**** Provided records ****

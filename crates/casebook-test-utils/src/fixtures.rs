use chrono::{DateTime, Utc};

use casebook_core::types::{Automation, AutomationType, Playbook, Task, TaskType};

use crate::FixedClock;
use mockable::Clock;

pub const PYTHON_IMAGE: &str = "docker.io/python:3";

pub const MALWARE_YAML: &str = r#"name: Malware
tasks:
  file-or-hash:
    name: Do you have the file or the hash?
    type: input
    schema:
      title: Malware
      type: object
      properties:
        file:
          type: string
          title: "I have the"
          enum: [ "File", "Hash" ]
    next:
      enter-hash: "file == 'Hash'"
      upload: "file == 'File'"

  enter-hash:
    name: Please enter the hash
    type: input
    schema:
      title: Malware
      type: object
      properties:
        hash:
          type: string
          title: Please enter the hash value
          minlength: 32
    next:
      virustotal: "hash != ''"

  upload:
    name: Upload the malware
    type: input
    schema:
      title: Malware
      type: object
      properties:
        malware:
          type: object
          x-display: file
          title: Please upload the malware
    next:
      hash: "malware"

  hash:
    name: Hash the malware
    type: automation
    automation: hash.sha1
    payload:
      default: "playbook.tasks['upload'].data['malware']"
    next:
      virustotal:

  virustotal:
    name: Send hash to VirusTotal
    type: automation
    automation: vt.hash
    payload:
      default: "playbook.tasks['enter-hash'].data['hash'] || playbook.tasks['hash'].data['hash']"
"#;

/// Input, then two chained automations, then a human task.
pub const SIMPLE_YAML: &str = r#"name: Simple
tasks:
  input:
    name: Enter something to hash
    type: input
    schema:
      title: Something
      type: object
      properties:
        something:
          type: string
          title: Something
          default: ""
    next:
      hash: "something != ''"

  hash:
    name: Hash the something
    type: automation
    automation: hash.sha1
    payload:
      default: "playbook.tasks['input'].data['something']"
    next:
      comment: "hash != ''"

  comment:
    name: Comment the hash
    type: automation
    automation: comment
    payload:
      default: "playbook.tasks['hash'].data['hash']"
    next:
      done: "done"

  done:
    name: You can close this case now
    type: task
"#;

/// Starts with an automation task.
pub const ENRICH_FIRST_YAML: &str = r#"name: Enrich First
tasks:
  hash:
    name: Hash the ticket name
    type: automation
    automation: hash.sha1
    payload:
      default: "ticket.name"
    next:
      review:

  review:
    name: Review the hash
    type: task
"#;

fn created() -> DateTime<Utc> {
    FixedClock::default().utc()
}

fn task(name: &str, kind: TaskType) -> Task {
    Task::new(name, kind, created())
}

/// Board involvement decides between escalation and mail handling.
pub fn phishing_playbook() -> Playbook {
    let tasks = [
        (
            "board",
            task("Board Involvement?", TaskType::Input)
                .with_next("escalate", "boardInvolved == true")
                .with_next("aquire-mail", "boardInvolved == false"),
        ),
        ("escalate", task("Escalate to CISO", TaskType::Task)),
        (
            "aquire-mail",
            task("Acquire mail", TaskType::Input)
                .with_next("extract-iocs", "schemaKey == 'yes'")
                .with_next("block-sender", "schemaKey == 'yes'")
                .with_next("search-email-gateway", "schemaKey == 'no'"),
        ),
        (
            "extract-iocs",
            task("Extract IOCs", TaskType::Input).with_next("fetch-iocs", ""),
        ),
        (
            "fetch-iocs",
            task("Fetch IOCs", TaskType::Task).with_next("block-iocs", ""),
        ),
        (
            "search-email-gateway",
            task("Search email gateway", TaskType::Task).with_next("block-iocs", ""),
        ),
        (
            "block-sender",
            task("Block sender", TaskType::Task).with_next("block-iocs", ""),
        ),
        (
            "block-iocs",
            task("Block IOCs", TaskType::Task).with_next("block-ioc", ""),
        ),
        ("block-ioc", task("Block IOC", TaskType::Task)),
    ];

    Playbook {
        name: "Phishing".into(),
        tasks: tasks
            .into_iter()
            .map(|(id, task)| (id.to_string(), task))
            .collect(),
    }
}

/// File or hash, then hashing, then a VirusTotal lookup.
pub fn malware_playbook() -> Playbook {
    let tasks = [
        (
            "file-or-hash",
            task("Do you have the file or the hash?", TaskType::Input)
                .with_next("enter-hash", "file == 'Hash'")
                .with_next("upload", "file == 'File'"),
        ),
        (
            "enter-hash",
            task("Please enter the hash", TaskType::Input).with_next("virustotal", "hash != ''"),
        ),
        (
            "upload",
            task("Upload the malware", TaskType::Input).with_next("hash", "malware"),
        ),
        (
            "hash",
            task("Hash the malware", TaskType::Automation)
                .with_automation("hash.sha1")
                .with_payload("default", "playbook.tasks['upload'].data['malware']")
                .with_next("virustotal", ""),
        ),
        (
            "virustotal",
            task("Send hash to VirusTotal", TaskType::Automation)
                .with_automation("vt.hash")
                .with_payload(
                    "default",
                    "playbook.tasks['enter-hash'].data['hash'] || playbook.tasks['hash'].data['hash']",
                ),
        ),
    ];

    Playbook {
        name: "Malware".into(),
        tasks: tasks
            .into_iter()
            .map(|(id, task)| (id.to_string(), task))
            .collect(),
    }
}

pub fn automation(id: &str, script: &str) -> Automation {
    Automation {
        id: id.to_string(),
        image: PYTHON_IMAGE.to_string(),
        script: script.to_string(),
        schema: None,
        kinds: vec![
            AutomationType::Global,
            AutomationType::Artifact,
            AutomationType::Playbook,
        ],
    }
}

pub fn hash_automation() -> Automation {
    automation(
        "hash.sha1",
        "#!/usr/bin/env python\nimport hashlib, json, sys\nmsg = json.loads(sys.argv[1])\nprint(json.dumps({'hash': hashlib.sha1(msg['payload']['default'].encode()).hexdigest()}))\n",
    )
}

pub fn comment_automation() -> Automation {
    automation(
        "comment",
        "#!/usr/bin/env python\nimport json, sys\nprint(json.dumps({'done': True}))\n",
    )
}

****

> **Task brief**
Would you write out the full set of records above without alteration?

> **Result of this task**
filename crates/casebook-test-utils/src/fixtures.rs
use chrono::{DateTime, Utc};

use casebook_core::types::{Automation, AutomationType, Playbook, Task, TaskType};

use crate::FixedClock;
use mockable::Clock;

pub const PYTHON_IMAGE: &str = "docker.io/python:3";

pub const MALWARE_YAML: &str = r#"name: Malware
tasks:
  file-or-hash:
    name: Do you have the file or the hash?
    type: input
    schema:
      title: Malware
      type: object
      properties:
        file:
          type: string
          title: "I have the"
          enum: [ "File", "Hash" ]
    next:
      enter-hash: "file == 'Hash'"
      upload: "file == 'File'"

  enter-hash:
    name: Please enter the hash
    type: input
    schema:
      title: Malware
      type: object
      properties:
        hash:
          type: string
          title: Please enter the hash value
          minlength: 32
    next:
      virustotal: "hash != ''"

  upload:
    name: Upload the malware
    type: input
    schema:
      title: Malware
      type: object
      properties:
        malware:
          type: object
          x-display: file
          title: Please upload the malware
    next:
      hash: "malware"

  hash:
    name: Hash the malware
    type: automation
    automation: hash.sha1
    payload:
      default: "playbook.tasks['upload'].data['malware']"
    next:
      virustotal:

  virustotal:
    name: Send hash to VirusTotal
    type: automation
    automation: vt.hash
    payload:
      default: "playbook.tasks['enter-hash'].data['hash'] || playbook.tasks['hash'].data['hash']"
"#;

/// Input, then two chained automations, then a human task.
pub const SIMPLE_YAML: &str = r#"name: Simple
tasks:
  input:
    name: Enter something to hash
    type: input
    schema:
      title: Something
      type: object
      properties:
        something:
          type: string
          title: Something
          default: ""
    next:
      hash: "something != ''"

  hash:
    name: Hash the something
    type: automation
    automation: hash.sha1
    payload:
      default: "playbook.tasks['input'].data['something']"
    next:
      comment: "hash != ''"

  comment:
    name: Comment the hash
    type: automation
    automation: comment
    payload:
      default: "playbook.tasks['hash'].data['hash']"
    next:
      done: "done"

  done:
    name: You can close this case now
    type: task
"#;

/// Starts with an automation task.
pub const ENRICH_FIRST_YAML: &str = r#"name: Enrich First
tasks:
  hash:
    name: Hash the ticket name
    type: automation
    automation: hash.sha1
    payload:
      default: "ticket.name"
    next:
      review:

  review:
    name: Review the hash
    type: task
"#;

fn created() -> DateTime<Utc> {
    FixedClock::default().utc()
}

fn task(name: &str, kind: TaskType) -> Task {
    Task::new(name, kind, created())
}

/// Board involvement decides between escalation and mail handling.
pub fn phishing_playbook() -> Playbook {
    let tasks = [
        (
            "board",
            task("Board Involvement?", TaskType::Input)
                .with_next("escalate", "boardInvolved == true")
                .with_next("aquire-mail", "boardInvolved == false"),
        ),
        ("escalate", task("Escalate to CISO", TaskType::Task)),
        (
            "aquire-mail",
            task("Acquire mail", TaskType::Input)
                .with_next("extract-iocs", "schemaKey == 'yes'")
                .with_next("block-sender", "schemaKey == 'yes'")
                .with_next("search-email-gateway", "schemaKey == 'no'"),
        ),
        (
            "extract-iocs",
            task("Extract IOCs", TaskType::Input).with_next("fetch-iocs", ""),
        ),
        (
            "fetch-iocs",
            task("Fetch IOCs", TaskType::Task).with_next("block-iocs", ""),
        ),
        (
            "search-email-gateway",
            task("Search email gateway", TaskType::Task).with_next("block-iocs", ""),
        ),
        (
            "block-sender",
            task("Block sender", TaskType::Task).with_next("block-iocs", ""),
        ),
        (
            "block-iocs",
            task("Block IOCs", TaskType::Task).with_next("block-ioc", ""),
        ),
        ("block-ioc", task("Block IOC", TaskType::Task)),
    ];

    Playbook {
        name: "Phishing".into(),
        tasks: tasks
            .into_iter()
            .map(|(id, task)| (id.to_string(), task))
            .collect(),
    }
}

/// File or hash, then hashing, then a VirusTotal lookup.
pub fn malware_playbook() -> Playbook {
    let tasks = [
        (
            "file-or-hash",
            task("Do you have the file or the hash?", TaskType::Input)
                .with_next("enter-hash", "file == 'Hash'")
                .with_next("upload", "file == 'File'"),
        ),
        (
            "enter-hash",
            task("Please enter the hash", TaskType::Input).with_next("virustotal", "hash != ''"),
        ),
        (
            "upload",
            task("Upload the malware", TaskType::Input).with_next("hash", "malware"),
        ),
        (
            "hash",
            task("Hash the malware", TaskType::Automation)
                .with_automation("hash.sha1")
                .with_payload("default", "playbook.tasks['upload'].data['malware']")
                .with_next("virustotal", ""),
        ),
        (
            "virustotal",
            task("Send hash to VirusTotal", TaskType::Automation)
                .with_automation("vt.hash")
                .with_payload(
                    "default",
                    "playbook.tasks['enter-hash'].data['hash'] || playbook.tasks['hash'].data['hash']",
                ),
        ),
    ];

    Playbook {
        name: "Malware".into(),
        tasks: tasks
            .into_iter()
            .map(|(id, task)| (id.to_string(), task))
            .collect(),
    }
}

pub fn automation(id: &str, script: &str) -> Automation {
    Automation {
        id: id.to_string(),
        image: PYTHON_IMAGE.to_string(),
        script: script.to_string(),
        schema: None,
        kinds: vec![
            AutomationType::Global,
            AutomationType::Artifact,
            AutomationType::Playbook,
        ],
    }
}

pub fn hash_automation() -> Automation {
    automation(
        "hash.sha1",
        "#!/usr/bin/env python\nimport hashlib, json, sys\nmsg = json.loads(sys.argv[1])\nprint(json.dumps({'hash': hashlib.sha1(msg['payload']['default'].encode()).hexdigest()}))\n",
    )
}

pub fn comment_automation() -> Automation {
    automation(
        "comment",
        "#!/usr/bin/env python\nimport json, sys\nprint(json.dumps({'done': True}))\n",
    )
}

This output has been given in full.